しかし筆者は、レバレッジファンドは長期投資には不向きだと考えています。
なぜならレバレッジをかけると、指数と連動しにくくなる可能性があるからです。
実際、過去のレバレッジファンドの運用を見ると、ベンチマークとレバレッジの設定に乖離があるファンドが散見されます。
下落時にもレバレッジがかかることで、下落相場の際は想像以上にパフォーマンスが悪化する可能性があるのではないでしょうか。
また最長20年の非課税投資が可能な「つみたてNISA」でレバレッジファンドが対象外である点も、長期投資に不向きだと考えるポイントです。
「つみたてNISA」の対象ファンドの多くは、ベンチマークの値動きに連動する一般的なインデックスファンド。レバレッジファンドは含まれておらず、非課税メリットを活かした長期投資はできません。
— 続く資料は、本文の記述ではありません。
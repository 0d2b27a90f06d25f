//! Structured output envelope for all CLI commands.
//!
//! Every command produces a result envelope on stdout:
//!
//! ```json
//! {
//!   "schemaVersion": 1,
//!   "ok": true,
//!   "command": "query",
//!   "data": { ... },
//!   "timings": { "durationMs": 12 }
//! }
//! ```
//!
//! On failure:
//!
//! ```json
//! {
//!   "ok": false,
//!   "command": "query",
//!   "error": {
//!     "code": "CONSTRAINT_VIOLATION",
//!     "message": "EngineConstraintViolation: UNIQUE constraint failed: t.id"
//!   }
//! }
//! ```


use std::io::{self, Write};
use std::path::PathBuf;
use std::time::{Duration, Instant};

use serde::{Deserialize, Serialize};
use sqlw::{Backend, Record, SqlValue};

/// Current schema version for command output.
///
/// Increment this when making breaking changes to the output structure.
pub const SCHEMA_VERSION: u32 = 1;

/// Output format for CLI results.
#[derive(Clone, Copy, Debug, Default, PartialEq, Eq, clap::ValueEnum)]
pub enum OutputFormat {
	/// TOON output (default, token-efficient for LLMs)
	#[default]
	Toon,
	/// JSON output
	Json,
	/// Newline-delimited JSON (streaming)
	Ndjson,
	/// Human-readable text
	Text,
}

impl std::fmt::Display for OutputFormat {
	fn fmt(&self, f: &mut std::fmt::Formatter<'_>) -> std::fmt::Result {
		match self {
			OutputFormat::Toon => write!(f, "toon"),
			OutputFormat::Json => write!(f, "json"),
			OutputFormat::Ndjson => write!(f, "ndjson"),
			OutputFormat::Text => write!(f, "text"),
		}
	}
}

/// The result envelope returned by all commands.
#[derive(Debug, Serialize, Deserialize)]
#[serde(rename_all = "camelCase")]
pub struct CommandResult<T: Serialize> {
	#[serde(skip_serializing_if = "Option::is_none")]
	pub schema_version: Option<u32>,

	pub ok: bool,

	/// Command name (e.g., "query", "import")
	pub command: String,

	#[serde(skip_serializing_if = "Option::is_none")]
	pub inputs: Option<CommandInputs>,

	/// Command-specific result data (only present on success)
	#[serde(skip_serializing_if = "Option::is_none")]
	pub data: Option<T>,

	/// Error information (only present on failure)
	#[serde(skip_serializing_if = "Option::is_none")]
	pub error: Option<CommandError>,

	#[serde(skip_serializing_if = "Option::is_none")]
	pub timings: Option<Timings>,
}

/// Inputs that were used for the command (for traceability)
#[derive(Debug, Clone, Serialize, Deserialize, Default)]
#[serde(rename_all = "camelCase")]
pub struct CommandInputs {
	#[serde(skip_serializing_if = "Option::is_none")]
	pub session: Option<String>,

	#[serde(skip_serializing_if = "Option::is_none")]
	pub sql: Option<String>,

	#[serde(skip_serializing_if = "Option::is_none")]
	pub path: Option<PathBuf>,

	#[serde(flatten, skip_serializing_if = "Option::is_none")]
	pub extra: Option<serde_json::Value>,
}

/// Error information for failed commands
#[derive(Debug, Clone, Serialize, Deserialize)]
#[serde(rename_all = "camelCase")]
pub struct CommandError {
	pub code: ErrorCode,

	pub message: String,

	#[serde(skip_serializing_if = "Option::is_none")]
	pub details: Option<serde_json::Value>,
}

/// Standardized error codes for programmatic handling
#[derive(Debug, Clone, Copy, PartialEq, Eq, Serialize, Deserialize)]
#[serde(rename_all = "SCREAMING_SNAKE_CASE")]
pub enum ErrorCode {
	/// Session name is already taken
	AlreadyExists,
	/// No session with that name
	NoSession,
	/// Session name cannot be used as a file name
	InvalidName,
	/// Uploaded file is not `.sqlite` or `.sqlite3`
	UnsupportedExtension,
	/// Upload needs durable storage
	StorageUnsupported,
	/// Uploaded image is empty or not a database
	ImportError,
	/// A constraint failed
	ConstraintViolation,
	/// Engine ran out of memory during export
	OutOfMemory,
	/// No database is open in the session
	NoDatabase,
	/// Any other engine failure
	EngineError,
	/// Session is closing or gone
	SessionUnavailable,
	/// Transport or protocol failure between controller and context
	ChannelError,
	/// Operation timed out
	Timeout,
	/// Call was cancelled
	Cancelled,
	/// Execution context failed to start
	LaunchFailed,
	/// Invalid input provided
	InvalidInput,
	/// File I/O error
	IoError,
	/// Unknown/internal error
	InternalError,
}

impl std::fmt::Display for ErrorCode {
	fn fmt(&self, f: &mut std::fmt::Formatter<'_>) -> std::fmt::Result {
		let code = match self {
			ErrorCode::AlreadyExists => "ALREADY_EXISTS",
			ErrorCode::NoSession => "NO_SESSION",
			ErrorCode::InvalidName => "INVALID_NAME",
			ErrorCode::UnsupportedExtension => "UNSUPPORTED_EXTENSION",
			ErrorCode::StorageUnsupported => "STORAGE_UNSUPPORTED",
			ErrorCode::ImportError => "IMPORT_ERROR",
			ErrorCode::ConstraintViolation => "CONSTRAINT_VIOLATION",
			ErrorCode::OutOfMemory => "OUT_OF_MEMORY",
			ErrorCode::NoDatabase => "NO_DATABASE",
			ErrorCode::EngineError => "ENGINE_ERROR",
			ErrorCode::SessionUnavailable => "SESSION_UNAVAILABLE",
			ErrorCode::ChannelError => "CHANNEL_ERROR",
			ErrorCode::Timeout => "TIMEOUT",
			ErrorCode::Cancelled => "CANCELLED",
			ErrorCode::LaunchFailed => "LAUNCH_FAILED",
			ErrorCode::InvalidInput => "INVALID_INPUT",
			ErrorCode::IoError => "IO_ERROR",
			ErrorCode::InternalError => "INTERNAL_ERROR",
		};
		f.write_str(code)
	}
}

#[derive(Debug, Serialize, Deserialize)]
#[serde(rename_all = "camelCase")]
pub struct Timings {
	pub duration_ms: u64,
}

impl From<Duration> for Timings {
	fn from(duration: Duration) -> Self {
		Timings {
			duration_ms: duration.as_millis() as u64,
		}
	}
}

/// Data for `query`: value-only rows.
#[derive(Debug, Serialize)]
#[serde(rename_all = "camelCase")]
pub struct QueryData {
	pub session: String,
	pub backend: Backend,
	pub row_count: usize,
	pub rows: Vec<Vec<SqlValue>>,
}

/// Data for `statement`: column-tagged records.
#[derive(Debug, Serialize)]
#[serde(rename_all = "camelCase")]
pub struct StatementData {
	pub session: String,
	pub backend: Backend,
	pub row_count: usize,
	pub records: Vec<Record>,
}

#[derive(Debug, Serialize)]
#[serde(rename_all = "camelCase")]
pub struct ImportData {
	pub session: String,
	pub size_bytes: u64,
	pub message: String,
}

#[derive(Debug, Serialize)]
#[serde(rename_all = "camelCase")]
pub struct ExportData {
	pub session: String,
	pub path: PathBuf,
	pub mime_type: String,
	pub size_bytes: u64,
}

#[derive(Debug, Serialize)]
#[serde(rename_all = "camelCase")]
pub struct DeleteData {
	pub session: String,
	pub existed: bool,
}

#[derive(Debug, Serialize)]
#[serde(rename_all = "camelCase")]
pub struct SessionsData {
	pub storage_dir: Option<PathBuf>,
	pub sessions: Vec<String>,
}

/// Builder for constructing command results
pub struct ResultBuilder<T: Serialize> {
	schema_version: Option<u32>,
	command: String,
	inputs: Option<CommandInputs>,
	data: Option<T>,
	error: Option<CommandError>,
	start_time: Option<Instant>,
}

impl<T: Serialize> ResultBuilder<T> {
	/// Create a new result builder for the given command.
	pub fn new(command: impl Into<String>) -> Self {
		Self {
			schema_version: Some(SCHEMA_VERSION),
			command: command.into(),
			inputs: None,
			data: None,
			error: None,
			start_time: Some(Instant::now()),
		}
	}

	pub fn inputs(mut self, inputs: CommandInputs) -> Self {
		self.inputs = Some(inputs);
		self
	}

	pub fn data(mut self, data: T) -> Self {
		self.data = Some(data);
		self
	}

	pub fn error(mut self, code: ErrorCode, message: impl Into<String>) -> Self {
		self.error = Some(CommandError {
			code,
			message: message.into(),
			details: None,
		});
		self
	}

	pub fn error_with(mut self, error: CommandError) -> Self {
		self.error = Some(error);
		self
	}

	pub fn build(self) -> CommandResult<T> {
		let ok = self.error.is_none() && self.data.is_some();
		let timings = self.start_time.map(|start| Timings::from(start.elapsed()));

		CommandResult {
			schema_version: self.schema_version,
			ok,
			command: self.command,
			inputs: self.inputs,
			data: self.data,
			error: self.error,
			timings,
		}
	}
}

/// Print a command result to stdout in the specified format
pub fn print_result<T: Serialize>(result: &CommandResult<T>, format: OutputFormat) {
	match format {
		OutputFormat::Toon => {
			if let Ok(json_value) = serde_json::to_value(result) {
				println!("{}", toon::encode(&json_value, None));
			}
		}
		OutputFormat::Json => {
			if let Ok(json) = serde_json::to_string_pretty(result) {
				println!("{json}");
			}
		}
		OutputFormat::Ndjson => {
			if let Ok(json) = serde_json::to_string(result) {
				println!("{json}");
			}
		}
		OutputFormat::Text => {
			print_result_text(result);
		}
	}
}

fn print_result_text<T: Serialize>(result: &CommandResult<T>) {
	let mut stdout = io::stdout().lock();

	if result.ok {
		if let Some(ref data) = result.data {
			if let Ok(json) = serde_json::to_string_pretty(data) {
				let _ = writeln!(stdout, "{json}");
			}
		}
	} else if let Some(ref error) = result.error {
		let _ = writeln!(stdout, "Error [{}]: {}", error.code, error.message);
	}
}

/// Print an error to stderr for humans.
pub fn print_error_stderr(error: &CommandError) {
	let mut stderr = io::stderr().lock();
	let _ = writeln!(stderr, "error[{}]: {}", error.code, error.message);
	if let Some(ref details) = error.details {
		if let Ok(json) = serde_json::to_string(details) {
			let _ = writeln!(stderr, "  details: {json}");
		}
	}
}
したがって、レバレッジファンドは長期で継続してリスクを安定させる長期投資の考え方がなじみません。
長期投資よりも短中期投資でリスクをとり、ポートフォリオの一部として運用することをおすすめします。
レバレッジファンドはポートフォリオの一部として運用しよう
レバレッジファンドにはリスクがあり、長期運用ではベンチマークと乖離したパフォーマンスになる恐れがあります。
そのため、長期の資産形成でメインの投資先をレバレッジファンドにするのはおすすめできません。
しかし、レバレッジファンドには「上昇相場では強い」という特徴があります。
今後も成長が期待できる指数や市場をベンチマークにすれば、短期で大きなリターンを得ることも可能になるでしょう。
従来のレバレッジファンドは日本株市場を対象にしたものが主流でしたが、近年は米国株市場を対象にしたファンドが続々と設定されています。
世界経済の中心である米国株市場は今後も大きな伸びが期待できるため、レバレッジをかけて利益を取りにいくのも一つの投資戦略です。
もちろん、将来のパフォーマンスがどうなるか保証はありません。
投資に対する価値観も投資戦略も人それぞれですので、レバレッジファンドをメインの投資先にすることも間違いだとは言えません。
ポートフォリオに正解はないため、特徴やメリット・デメリットを理解したうえで活用しましょう。
まとめ
レバレッジファンドはベンチマークの値動きにレバレッジをかけ、リスクをとって高い収益性を目指す投資信託です。
ベンチマークの調子が良ければ大きなリターンを期待できますし、調子が悪ければ大きな損失を被ることもあるでしょう。
つまり良いパフォーマンスを得るためには、成長が見込める指数や市場をベンチマークにしたファンドを選ぶことが大切です。
ベンチマークとして期待値が高いのは、経済の中心である米国株式市場です。
S&P500やNASDAQといった米国株式指数をベンチマークとするレバレッジファンドであれば、ポートフォリオの一部に組み込み高い収益を目指すのも一つの投資戦略でしょう。
ただしレバレッジファンドは、長期の非課税投資制度であるつみたてNISAを利用できません。
また長期の投資でベンチマークと連動しにくくなる可能性もあります。
あくまで短中期の投資として、サブ的な位置づけでポートフォリオに含めることをおすすめします。